Jordanian National Commission for Women (JNCW) Secretary General Salma Nims expressed her frustration over the bill, saying “this will only make us more persistent in our demands”.
It seems that “women’s empowerment is not part of the government’s priorities, because they turned their backs on us when they drafted the law and now the House Legal Committee did the same”, Nims told The Jordan Times recently.
“We have called on local organisations to be present in the gallery in Parliament when the law is set to be discussed by MPs to emphasise our demands,” she said, adding that the organisations will also meet with women parliamentarians.
Jordanian Women’s Union President Tahani Shakhshir echoed Nims’ frustration, saying the committee's decision on the draft elections law was a “real step backwards for the women’s movement”.
“Although we have our reservations regarding the entire election law, we decided to join the national coalition demanding a seat for women in each constituency,” Shakhshir told The Jordan Times in a recent interview.
Shakhshir charged that the government is not interested in women’s empowerment, “although Jordan signed and ratified many international conventions pledging to increase women’s participation in public life to a minimum of 30 per cent”.
Jerash MP Wafa Bani Mustafa was also dismayed by the legal committee’s decision.
“This is way below expectations. There is an embedded patriarchy in dealing with women’s issues in Jordan. But we will not give up,” Bani Mustafa told The Jordan Times.
“We will lobby from inside the Lower House to ensure that women get a seat in each constituency as stipulated in the draft bill,” she said.

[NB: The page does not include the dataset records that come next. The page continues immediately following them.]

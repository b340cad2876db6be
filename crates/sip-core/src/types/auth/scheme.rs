//! Digest algorithm and quality-of-protection enums shared by the
//! challenge/credential types in this module.

use std::fmt;
use std::str::FromStr;

use serde::{Deserialize, Serialize};

use crate::error::{Error, Result};

/// The `WWW-Authenticate`/`Authorization` auth-scheme token.
#[derive(Debug, Clone, PartialEq, Eq, Serialize, Deserialize)]
pub enum AuthScheme {
    Digest,
    Basic,
    Bearer,
    Other(String),
}

impl fmt::Display for AuthScheme {
    fn fmt(&self, f: &mut fmt::Formatter<'_>) -> fmt::Result {
        match self {
            AuthScheme::Digest => write!(f, "Digest"),
            AuthScheme::Basic => write!(f, "Basic"),
            AuthScheme::Bearer => write!(f, "Bearer"),
            AuthScheme::Other(s) => write!(f, "{}", s),
        }
    }
}

/// Digest `algorithm` parameter (RFC 7616 adds SHA-256/SHA-512-256 to RFC 3261's MD5).
#[derive(Debug, Clone, Copy, PartialEq, Eq, Serialize, Deserialize)]
pub enum Algorithm {
    Md5,
    Md5Sess,
    Sha256,
    Sha256Sess,
    Sha512_256,
    Sha512_256Sess,
}

impl fmt::Display for Algorithm {
    fn fmt(&self, f: &mut fmt::Formatter<'_>) -> fmt::Result {
        let s = match self {
            Algorithm::Md5 => "MD5",
            Algorithm::Md5Sess => "MD5-sess",
            Algorithm::Sha256 => "SHA-256",
            Algorithm::Sha256Sess => "SHA-256-sess",
            Algorithm::Sha512_256 => "SHA-512-256",
            Algorithm::Sha512_256Sess => "SHA-512-256-sess",
        };
        write!(f, "{}", s)
    }
}

impl FromStr for Algorithm {
    type Err = Error;
    fn from_str(s: &str) -> Result<Self> {
        match s.to_ascii_uppercase().as_str() {
            "MD5" => Ok(Algorithm::Md5),
            "MD5-SESS" => Ok(Algorithm::Md5Sess),
            "SHA-256" => Ok(Algorithm::Sha256),
            "SHA-256-SESS" => Ok(Algorithm::Sha256Sess),
            "SHA-512-256" => Ok(Algorithm::Sha512_256),
            "SHA-512-256-SESS" => Ok(Algorithm::Sha512_256Sess),
            other => Err(Error::InvalidHeader(format!("unknown digest algorithm: {other}"))),
        }
    }
}

/// Digest `qop` option.
#[derive(Debug, Clone, Copy, PartialEq, Eq, Serialize, Deserialize)]
pub enum Qop {
    Auth,
    AuthInt,
}

impl fmt::Display for Qop {
    fn fmt(&self, f: &mut fmt::Formatter<'_>) -> fmt::Result {
        match self {
            Qop::Auth => write!(f, "auth"),
            Qop::AuthInt => write!(f, "auth-int"),
        }
    }
}

impl FromStr for Qop {
    type Err = Error;
    fn from_str(s: &str) -> Result<Self> {
        match s {
            "auth" => Ok(Qop::Auth),
            "auth-int" => Ok(Qop::AuthInt),
            other => Err(Error::InvalidHeader(format!("unknown qop value: {other}"))),
        }
    }
}
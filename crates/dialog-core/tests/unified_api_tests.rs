//! Unified API Architecture Tests
//!
//! This module provides comprehensive testing of the unified DialogManager architecture
//! that replaces the split DialogClient/DialogServer implementation with a single,
//! configuration-driven approach.
//!
//! ## Test Coverage
//!
//! - **Configuration System**: Client/Server/Hybrid mode configurations
//! - **UnifiedDialogManager**: Core manager behavior in all modes
//! - **UnifiedDialogApi**: High-level API operations and mode restrictions
//! - **Integration Scenarios**: End-to-end workflows and compatibility
//! - **Performance & Architecture**: Validation of architectural benefits

use std::net::SocketAddr;
use std::sync::Arc;
use tokio::sync::mpsc;

use rvoip_dialog_core::transaction::transport::{TransportManager, TransportManagerConfig};
use rvoip_dialog_core::transaction::TransactionManager;
use rvoip_sip_core::{Request, Method};

use rvoip_dialog_core::{
    // Core unified types
    config::{DialogManagerConfig, ClientBehavior},
    manager::unified::UnifiedDialogManager,
    api::{
        unified::UnifiedDialogApi,
        DialogConfig, ApiError,
    },
};

/// Test environment for unified API testing
struct UnifiedTestEnvironment {
    pub transaction_manager: Arc<TransactionManager>,
    pub local_address: SocketAddr,
    pub remote_address: SocketAddr,
}

impl UnifiedTestEnvironment {
    async fn new() -> Result<Self, Box<dyn std::error::Error>> {
        // Use dynamic port allocation (port 0) to avoid conflicts between concurrent tests
        let bind_address: SocketAddr = "127.0.0.1:0".parse()?;
        
        // Create transport layer
        let config = TransportManagerConfig {
            enable_udp: true,
            enable_tcp: false,
            enable_ws: false,
            enable_tls: false,
            bind_addresses: vec![bind_address],
            ..Default::default()
        };

        let (mut transport_manager, transport_rx) = TransportManager::new(config).await?;
        
        // Initialize the transport manager
        transport_manager.initialize().await?;
        
        // Get the actual local address that was bound (with dynamic port)
        let local_address = transport_manager.default_transport().await
            .ok_or("No default transport available")?
            .local_addr()
            .map_err(|e| format!("Failed to get local address: {}", e))?;

        // Create transaction manager
        let (transaction_manager, _global_rx) = TransactionManager::with_transport_manager(
            transport_manager,
            transport_rx,
            Some(100)
        ).await?;

        Ok(Self {
            transaction_manager: Arc::new(transaction_manager),
            local_address,
            remote_address: "127.0.0.1:5061".parse()?,
        })
    }
}

// ========================================
// UNIFIED CONFIGURATION TESTS
// ========================================

#[tokio::test]
async fn test_client_mode_configuration() {
    let local_addr: SocketAddr = "127.0.0.1:0".parse().unwrap();
    
    // Test builder pattern
    let config = DialogManagerConfig::client(local_addr)
        .with_from_uri("sip:alice@example.com")
        .with_auth("alice", "secret123")
        .build();
    
    // Validate configuration properties
    assert!(config.supports_outgoing_calls());
    assert!(!config.supports_incoming_calls());
    assert_eq!(config.from_uri(), Some("sip:alice@example.com"));
    assert!(config.auto_auth_enabled());
    assert!(config.credentials().is_some());
    assert!(!config.auto_options_enabled());
    assert!(!config.auto_register_enabled());
    assert_eq!(config.local_address(), local_addr);
    
    // Test validation
    assert!(config.validate().is_ok());
}
//! UAS (User Agent Server) API
//! 
//! Provides high-level server APIs for handling incoming SIP calls with
//! progressive disclosure of complexity.

pub mod simple;
pub mod standard;
pub mod builder;
pub mod types;
pub mod traits;
pub mod handler;
pub mod call;

pub use simple::SimpleUasServer;
pub use standard::UasServer;
pub use builder::UasBuilder;
pub use types::*;
pub use traits::*;
pub use handler::*;
pub use call::UasCallHandle;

In remarks to The Jordan Times last week, the House’s First Deputy Speaker Mustapha Amawi said the legal committee has "turned its back on all the suggestions it received from the people it had met with", adding that "99.9 per cent of the law remained exactly as in the government version".
For his part, MP Abdul Munim Odat, head of the legal committee, defended the outcome of its deliberations, saying: "If the draft bill specifies a seat for women in each constituency then female candidates cannot win in direct competition outside a quota.”
Odat told The Jordan Times in a recent interview that the committee had met with several groups and organisations to listen to their demands “but this does not necessarily mean that we will comply with them”.
He called on the women’s movement to work on changing the attitudes of women voters “who almost always prefer to vote for men because they do not believe in women MPs”.
Under the 2015 elections bill, the number of Lower House members has been reduced to 130 from 150, based on the open proportional list at the district level.
The new law is based on an at-large voting system in which all candidates can run for parliamentary elections on one large multi-member ticket.
Under Article 9 of the bill, eligible voters will have a number of votes equal to the number of seats allocated for their district in the Lower House.